Rigid three-dimensional (3D) polycyclic propellanes have garnered interest due to their unique conformational spaces, which display great potential use in selectivity, separation and as models to study through-space electronic interactions. Herein we report the synthesis of a novel rigid propellane, trinaphtho[3.3.3]propellane triimide, which comprises three imide groups embedded on a trinaphtho[3.3.3]propellane. This propellane triimide exhibits large bathochromic shift, amplified molar absorptivity, enhanced fluorescence, and lower reduction potential when compared to the subunits. Computational and experimental studies reveal that the effective through-space π-orbitals interacting (homoconjugation) occurs between the subunits.
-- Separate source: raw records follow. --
pub mod memory;

#[cfg(feature = "sqlite")]
pub mod sqlite;

use std::collections::BTreeSet;

use anyhow::Result;
use async_trait::async_trait;
use serde_json::Value;

use crate::modules::ModuleId;
use crate::tenant::{Registration, RegistrationApplication, RegistrationState, TenantId};

pub use memory::MemoryTenantStore;

#[cfg(feature = "sqlite")]
pub use sqlite::SqliteTenantStore;

/// Persistent per-tenant state.
///
/// Implementations must give read-your-writes consistency for a single
/// tenant id. Nothing here spans tenants except `list_tenants`.
#[async_trait]
pub trait TenantStore: Send + Sync {
    /// `None` when the tenant has never been recorded.
    async fn get_registration_state(&self, tenant: TenantId) -> Result<Option<RegistrationState>>;

    /// Set the state. `reason` replaces any previous reason, including with nothing.
    async fn set_registration_state(
        &self,
        tenant: TenantId,
        state: RegistrationState,
        reason: Option<String>,
    ) -> Result<()>;

    /// Raw module keys switched on for the tenant. May include keys
    /// this build no longer knows.
    async fn get_enabled_modules(&self, tenant: TenantId) -> Result<BTreeSet<String>>;

    async fn set_module_enabled(&self, tenant: TenantId, module: ModuleId, enabled: bool) -> Result<()>;

    /// Create a `None`-state record if there is none. Returns true if created.
    async fn ensure_tenant(&self, tenant: TenantId) -> Result<bool>;

    async fn get_registration(&self, tenant: TenantId) -> Result<Option<Registration>>;

    async fn save_application(&self, tenant: TenantId, application: RegistrationApplication) -> Result<()>;

    /// Every recorded tenant, ascending.
    async fn list_tenants(&self) -> Result<Vec<TenantId>>;

    async fn get_module_settings(&self, tenant: TenantId, module: ModuleId) -> Result<Option<Value>>;

    async fn set_module_settings(&self, tenant: TenantId, module: ModuleId, settings: Value) -> Result<()>;
}
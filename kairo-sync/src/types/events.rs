use chrono::{DateTime, Utc};
use serde::{Deserialize, Serialize};

use super::ScopeKey;

/// Structured sync events, broadcast to any subscriber.
#[derive(Debug, Clone, PartialEq, Serialize, Deserialize)]
pub enum SyncEvent {
    /// The scope lock was taken and the sync began.
    Started { scope: ScopeKey, at: DateTime<Utc> },

    Completed {
        scope: ScopeKey,
        installed: usize,
        at: DateTime<Utc>,
    },

    Failed {
        scope: ScopeKey,
        cause: String,
        at: DateTime<Utc>,
    },

    /// The unscoped tree was wiped during a privileged sync.
    GlobalCleared { at: DateTime<Utc> },
}

impl SyncEvent {
    pub fn event_name(&self) -> &'static str {
        match self {
            Self::Started { .. } => "started",
            Self::Completed { .. } => "completed",
            Self::Failed { .. } => "failed",
            Self::GlobalCleared { .. } => "global_cleared",
        }
    }

    pub fn scope(&self) -> ScopeKey {
        match self {
            Self::Started { scope, .. } | Self::Completed { scope, .. } | Self::Failed { scope, .. } => *scope,
            Self::GlobalCleared { .. } => ScopeKey::Global,
        }
    }

    pub fn timestamp(&self) -> &DateTime<Utc> {
        match self {
            Self::Started { at, .. } => at,
            Self::Completed { at, .. } => at,
            Self::Failed { at, .. } => at,
            Self::GlobalCleared { at } => at,
        }
    }
}
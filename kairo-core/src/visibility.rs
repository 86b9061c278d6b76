//! Which commands a tenant may see.
//!
//! Visibility is a pure function of registration state and the enabled
//! module set. Nothing here touches the remote registry.

use std::collections::BTreeSet;

use anyhow::Result;

use crate::modules::ModuleId;
use crate::store::TenantStore;
use crate::tenant::{RegistrationState, TenantId};

pub const REGISTER_COMMAND: &str = "register";
pub const RESPONSE_COMMAND: &str = "response";

/// Resolve the visible command names.
///
/// A missing record resolves like `None`. Module commands come out in
/// module table order; stored keys outside the table contribute nothing.
pub fn resolve(state: Option<RegistrationState>, modules: &BTreeSet<String>) -> Vec<&'static str> {
    match state.unwrap_or_default() {
        RegistrationState::None | RegistrationState::Declined => vec![REGISTER_COMMAND],
        RegistrationState::NeedsMoreInfo => vec![RESPONSE_COMMAND],
        RegistrationState::Pending => Vec::new(),
        RegistrationState::Approved => ModuleId::ALL
            .into_iter()
            .filter(|m| modules.contains(m.as_str()))
            .flat_map(|m| m.commands().iter().copied())
            .collect(),
    }
}

/// Read a tenant from the store and resolve it.
///
/// Store failures propagate; they are never read as "no record".
pub async fn resolve_tenant(store: &dyn TenantStore, tenant: TenantId) -> Result<Vec<&'static str>> {
    let state = store.get_registration_state(tenant).await?;
    let modules = match state {
        Some(RegistrationState::Approved) => store.get_enabled_modules(tenant).await?,
        _ => BTreeSet::new(),
    };
    Ok(resolve(state, &modules))
}
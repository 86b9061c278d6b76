//! SQLite adapter for tenant state.
//!
//! Guild ids are stored as their bit pattern in an `INTEGER` column and
//! converted back on read.

use std::collections::BTreeSet;
use std::time::Duration;

use anyhow::{Context, Result};
use async_trait::async_trait;
use serde_json::Value;
use sqlx::sqlite::{SqlitePool, SqlitePoolOptions};
use sqlx::Row;
use tracing::{debug, warn};

use crate::errors::KairoError;
use crate::modules::ModuleId;
use crate::store::TenantStore;
use crate::tenant::{Registration, RegistrationApplication, RegistrationState, TenantId};

const SCHEMA: [&str; 3] = [
    r#"
    CREATE TABLE IF NOT EXISTS registration_status (
        guild_id INTEGER PRIMARY KEY,
        status TEXT NOT NULL DEFAULT 'none',
        reason TEXT,
        school TEXT,
        club_name TEXT,
        responsible_person TEXT,
        responsible_discord_id INTEGER,
        club_type TEXT,
        updated_at TEXT NOT NULL DEFAULT CURRENT_TIMESTAMP
    )
    "#,
    r#"
    CREATE TABLE IF NOT EXISTS org_modules (
        guild_id INTEGER NOT NULL,
        module TEXT NOT NULL,
        enabled INTEGER NOT NULL DEFAULT 0,
        PRIMARY KEY (guild_id, module)
    )
    "#,
    r#"
    CREATE TABLE IF NOT EXISTS module_settings (
        guild_id INTEGER NOT NULL,
        module TEXT NOT NULL,
        settings_json TEXT NOT NULL,
        PRIMARY KEY (guild_id, module)
    )
    "#,
];

fn db_id(tenant: TenantId) -> i64 {
    tenant.get() as i64
}

fn tenant_from_db(raw: i64) -> TenantId {
    TenantId(raw as u64)
}

fn parse_state(raw: &str) -> Result<RegistrationState> {
    raw.parse::<RegistrationState>()
        .map_err(|e| KairoError::unprocessable(format!("stored registration status: {}", e.message)).into_anyhow())
}

#[derive(Clone)]
pub struct SqliteTenantStore {
    pool: SqlitePool,
}

impl SqliteTenantStore {
    /// Connect and create the schema if needed.
    pub async fn connect(database_url: &str) -> Result<Self> {
        Self::connect_with_options(database_url, 5).await
    }

    /// `sqlite::memory:` databases are per connection, so pass one
    /// connection for those.
    pub async fn connect_with_options(database_url: &str, max_connections: u32) -> Result<Self> {
        let pool = SqlitePoolOptions::new()
            .max_connections(max_connections)
            .acquire_timeout(Duration::from_secs(5))
            .connect(database_url)
            .await
            .with_context(|| format!("failed to open tenant database at {database_url}"))?;
        Self::from_pool(pool).await
    }

    pub async fn from_pool(pool: SqlitePool) -> Result<Self> {
        let store = Self { pool };
        store.init_schema().await?;
        Ok(store)
    }

    pub fn pool(&self) -> &SqlitePool {
        &self.pool
    }

    async fn init_schema(&self) -> Result<()> {
        for ddl in SCHEMA {
            sqlx::query(ddl)
                .execute(&self.pool)
                .await
                .context("failed to create tenant schema")?;
        }
        debug!("tenant schema ready");
        Ok(())
    }
}

#[async_trait]
impl TenantStore for SqliteTenantStore {
    async fn get_registration_state(&self, tenant: TenantId) -> Result<Option<RegistrationState>> {
        let row = sqlx::query("SELECT status FROM registration_status WHERE guild_id = ?")
            .bind(db_id(tenant))
            .fetch_optional(&self.pool)
            .await?;
        match row {
            Some(row) => Ok(Some(parse_state(row.try_get::<&str, _>("status")?)?)),
            None => Ok(None),
        }
    }

    async fn set_registration_state(
        &self,
        tenant: TenantId,
        state: RegistrationState,
        reason: Option<String>,
    ) -> Result<()> {
        sqlx::query(
            r#"
            INSERT INTO registration_status (guild_id, status, reason, updated_at)
            VALUES (?, ?, ?, CURRENT_TIMESTAMP)
            ON CONFLICT(guild_id) DO UPDATE SET
                status = excluded.status,
                reason = excluded.reason,
                updated_at = CURRENT_TIMESTAMP
            "#,
        )
        .bind(db_id(tenant))
        .bind(state.as_str())
        .bind(reason)
        .execute(&self.pool)
        .await?;
        Ok(())
    }

    async fn get_enabled_modules(&self, tenant: TenantId) -> Result<BTreeSet<String>> {
        let rows = sqlx::query("SELECT module FROM org_modules WHERE guild_id = ? AND enabled = 1")
            .bind(db_id(tenant))
            .fetch_all(&self.pool)
            .await?;
        rows.iter()
            .map(|row| row.try_get::<String, _>("module").map_err(Into::into))
            .collect()
    }

    async fn set_module_enabled(&self, tenant: TenantId, module: ModuleId, enabled: bool) -> Result<()> {
        sqlx::query(
            r#"
            INSERT INTO org_modules (guild_id, module, enabled)
            VALUES (?, ?, ?)
            ON CONFLICT(guild_id, module) DO UPDATE SET enabled = excluded.enabled
            "#,
        )
        .bind(db_id(tenant))
        .bind(module.as_str())
        .bind(enabled)
        .execute(&self.pool)
        .await?;
        Ok(())
    }

    async fn ensure_tenant(&self, tenant: TenantId) -> Result<bool> {
        let result = sqlx::query("INSERT OR IGNORE INTO registration_status (guild_id, status) VALUES (?, 'none')")
            .bind(db_id(tenant))
            .execute(&self.pool)
            .await?;
        Ok(result.rows_affected() == 1)
    }

    async fn get_registration(&self, tenant: TenantId) -> Result<Option<Registration>> {
        let row = sqlx::query(
            r#"
            SELECT status, reason, school, club_name, responsible_person,
                   responsible_discord_id, club_type
            FROM registration_status WHERE guild_id = ?
            "#,
        )
        .bind(db_id(tenant))
        .fetch_optional(&self.pool)
        .await?;

        let Some(row) = row else {
            return Ok(None);
        };

        let state = parse_state(row.try_get::<&str, _>("status")?)?;
        let application = match (
            row.try_get::<Option<String>, _>("school")?,
            row.try_get::<Option<String>, _>("club_name")?,
            row.try_get::<Option<String>, _>("responsible_person")?,
            row.try_get::<Option<i64>, _>("responsible_discord_id")?,
            row.try_get::<Option<String>, _>("club_type")?,
        ) {
            (Some(school), Some(club_name), Some(responsible_person), Some(user), Some(club_type)) => {
                Some(RegistrationApplication {
                    school,
                    club_name,
                    responsible_person,
                    responsible_user_id: user as u64,
                    club_type,
                })
            }
            _ => None,
        };

        Ok(Some(Registration {
            state,
            reason: row.try_get("reason")?,
            application,
        }))
    }

    async fn save_application(&self, tenant: TenantId, application: RegistrationApplication) -> Result<()> {
        sqlx::query(
            r#"
            INSERT INTO registration_status
                (guild_id, school, club_name, responsible_person, responsible_discord_id, club_type, updated_at)
            VALUES (?, ?, ?, ?, ?, ?, CURRENT_TIMESTAMP)
            ON CONFLICT(guild_id) DO UPDATE SET
                school = excluded.school,
                club_name = excluded.club_name,
                responsible_person = excluded.responsible_person,
                responsible_discord_id = excluded.responsible_discord_id,
                club_type = excluded.club_type,
                updated_at = CURRENT_TIMESTAMP
            "#,
        )
        .bind(db_id(tenant))
        .bind(application.school)
        .bind(application.club_name)
        .bind(application.responsible_person)
        .bind(application.responsible_user_id as i64)
        .bind(application.club_type)
        .execute(&self.pool)
        .await?;
        Ok(())
    }

    async fn list_tenants(&self) -> Result<Vec<TenantId>> {
        let rows = sqlx::query(
            r#"
            SELECT guild_id FROM registration_status
            UNION SELECT guild_id FROM org_modules
            "#,
        )
        .fetch_all(&self.pool)
        .await?;
        let mut ids = rows
            .iter()
            .map(|row| row.try_get::<i64, _>("guild_id").map(tenant_from_db))
            .collect::<Result<Vec<_>, _>>()?;
        ids.sort();
        Ok(ids)
    }

    async fn get_module_settings(&self, tenant: TenantId, module: ModuleId) -> Result<Option<Value>> {
        let row = sqlx::query("SELECT settings_json FROM module_settings WHERE guild_id = ? AND module = ?")
            .bind(db_id(tenant))
            .bind(module.as_str())
            .fetch_optional(&self.pool)
            .await?;
        let Some(row) = row else {
            return Ok(None);
        };
        let raw: String = row.try_get("settings_json")?;
        match serde_json::from_str(&raw) {
            Ok(value) => Ok(Some(value)),
            Err(err) => {
                warn!(%tenant, module = module.as_str(), error = %err, "stored module settings are not JSON");
                Ok(None)
            }
        }
    }

    async fn set_module_settings(&self, tenant: TenantId, module: ModuleId, settings: Value) -> Result<()> {
        sqlx::query(
            r#"
            INSERT INTO module_settings (guild_id, module, settings_json)
            VALUES (?, ?, ?)
            ON CONFLICT(guild_id, module) DO UPDATE SET settings_json = excluded.settings_json
            "#,
        )
        .bind(db_id(tenant))
        .bind(module.as_str())
        .bind(serde_json::to_string(&settings)?)
        .execute(&self.pool)
        .await?;
        Ok(())
    }
}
Single-crystal XRD analysis reveals that the propellane triimide has a highly quasi-D 3h symmetric skeleton and readily crystallizes into different superstructures by changing alkyl chains at the imide positions. In particular, the porous 3D superstructure with S-shaped channels is promising for taking up ethane (C 2 H 6 ) with very good selectivity over ethylene (C 2 H 4 ), which can purify C 2 H 4 from C 2 H 6 /C 2 H 4 in a single separation step. This work showcases a new class of rare 3D polycyclic propellane with intriguing electronic and supramolecular properties.